Stored data

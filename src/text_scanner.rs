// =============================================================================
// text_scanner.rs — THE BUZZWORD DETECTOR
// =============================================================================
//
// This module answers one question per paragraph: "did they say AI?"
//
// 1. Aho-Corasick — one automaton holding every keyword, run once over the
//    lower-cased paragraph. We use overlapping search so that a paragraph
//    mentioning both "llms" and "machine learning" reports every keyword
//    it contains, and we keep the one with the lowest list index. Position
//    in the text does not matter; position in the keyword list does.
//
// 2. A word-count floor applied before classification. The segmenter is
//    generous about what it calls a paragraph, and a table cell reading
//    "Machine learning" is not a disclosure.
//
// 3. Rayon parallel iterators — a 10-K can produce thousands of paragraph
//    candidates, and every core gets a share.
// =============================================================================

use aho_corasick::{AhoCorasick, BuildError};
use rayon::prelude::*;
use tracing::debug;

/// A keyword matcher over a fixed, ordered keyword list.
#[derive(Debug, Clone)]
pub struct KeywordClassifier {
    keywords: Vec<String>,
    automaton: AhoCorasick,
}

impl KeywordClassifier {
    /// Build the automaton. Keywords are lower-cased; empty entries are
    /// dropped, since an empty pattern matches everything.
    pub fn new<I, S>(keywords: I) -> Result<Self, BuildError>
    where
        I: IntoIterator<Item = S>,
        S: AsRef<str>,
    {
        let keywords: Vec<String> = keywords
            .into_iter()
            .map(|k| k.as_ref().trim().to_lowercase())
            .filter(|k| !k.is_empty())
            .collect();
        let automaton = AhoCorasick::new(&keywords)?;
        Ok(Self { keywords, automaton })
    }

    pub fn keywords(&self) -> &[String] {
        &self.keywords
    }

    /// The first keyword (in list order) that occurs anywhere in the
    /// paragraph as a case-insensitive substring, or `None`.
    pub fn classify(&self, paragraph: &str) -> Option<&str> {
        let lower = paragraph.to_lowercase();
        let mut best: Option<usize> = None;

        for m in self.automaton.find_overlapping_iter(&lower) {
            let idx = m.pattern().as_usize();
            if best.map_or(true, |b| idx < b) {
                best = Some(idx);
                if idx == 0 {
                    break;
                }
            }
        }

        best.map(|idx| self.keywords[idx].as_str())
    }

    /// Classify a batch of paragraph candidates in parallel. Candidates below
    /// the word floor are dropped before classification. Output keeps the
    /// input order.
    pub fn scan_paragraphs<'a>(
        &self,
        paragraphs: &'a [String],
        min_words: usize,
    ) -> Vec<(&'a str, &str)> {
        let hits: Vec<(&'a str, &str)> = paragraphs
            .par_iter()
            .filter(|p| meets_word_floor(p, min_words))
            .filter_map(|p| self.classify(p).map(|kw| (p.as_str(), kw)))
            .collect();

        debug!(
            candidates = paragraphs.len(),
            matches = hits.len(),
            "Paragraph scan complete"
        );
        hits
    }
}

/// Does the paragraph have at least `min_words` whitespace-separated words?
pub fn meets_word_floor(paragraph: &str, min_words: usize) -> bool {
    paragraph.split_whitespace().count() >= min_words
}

__What the task asks__. In the records, locate each line holding the string "BuildError" and copy it.

__Solution for this problem__.
use aho_corasick::{AhoCorasick, BuildError};
    pub fn new<I, S>(keywords: I) -> Result<Self, BuildError>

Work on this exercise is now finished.